International career
- Years: Team / Apps / (Points)
- 2022: Māori All Blacks / 1 / (0)
- Correct as of 22 October 2022

= Cameron Suafoa =

NZ rugby union player (born 1998)

Cameron Suafoa (born 23 April 1998) is a New Zealand rugby union player who plays for North Harbour in the National Provincial Championship. His playing position is flanker. He is currently contracted to the Blues Super Rugby Franchise and made his debut on 29th March 2022 at Mount Smart Stadium. Cameron was named in the 2022 Māori All Black’s squad to play a 2-test series against Ireland. He made his debut for the Māori All Blacks on June 29 at FMG stadium in Hamilton.

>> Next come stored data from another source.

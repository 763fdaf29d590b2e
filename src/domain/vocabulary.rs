use serde::{Deserialize, Serialize};

/// The allowed user-status strings for one entry kind.
///
/// A vocabulary is data, read from storage for every validating
/// operation. It is never embedded in an entry: callers pass it to
/// the constructor and to `set_user_statuses`.
#[derive(Debug, Clone, Default, PartialEq, Eq, Serialize, Deserialize)]
#[serde(transparent)]
pub struct StatusVocabulary {
    statuses: Vec<String>,
}

impl StatusVocabulary {
    /// Build a vocabulary, keeping the first occurrence of each name.
    pub fn new<I, S>(statuses: I) -> Self
    where
        I: IntoIterator<Item = S>,
        S: Into<String>,
    {
        let mut unique: Vec<String> = Vec::new();
        for status in statuses {
            let status = status.into();
            if !unique.contains(&status) {
                unique.push(status);
            }
        }
        Self { statuses: unique }
    }

    pub fn contains(&self, status: &str) -> bool {
        self.statuses.iter().any(|s| s == status)
    }

    pub fn is_empty(&self) -> bool {
        self.statuses.is_empty()
    }

    pub fn len(&self) -> usize {
        self.statuses.len()
    }

    pub fn iter(&self) -> impl Iterator<Item = &str> {
        self.statuses.iter().map(String::as_str)
    }

    pub fn as_slice(&self) -> &[String] {
        &self.statuses
    }
}

impl std::fmt::Display for StatusVocabulary {
    fn fmt(&self, f: &mut std::fmt::Formatter<'_>) -> std::fmt::Result {
        write!(f, "{}", self.statuses.join(", "))
    }
}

On 15 April 2024, he announced that he would be taking a break from the sport in order to complete radiation treatment for cancer.

Suafoa returned from illness in the 2024 Bunnings NPC season and was named as captain for North Harbour that season. After becoming a regular starter for the Blues in 2025, Suafoa subsequently missed the entire 2025 Bunnings NPC, following a second cancer diagnosis.

==Personal life==
Suafoa is a New Zealander of Māori descent (Ngāpuhi) and Samoan descent. Since his first cancer diagnosis, Suafoa has been an ambassador of the New Zealand Sarcoma Foundation.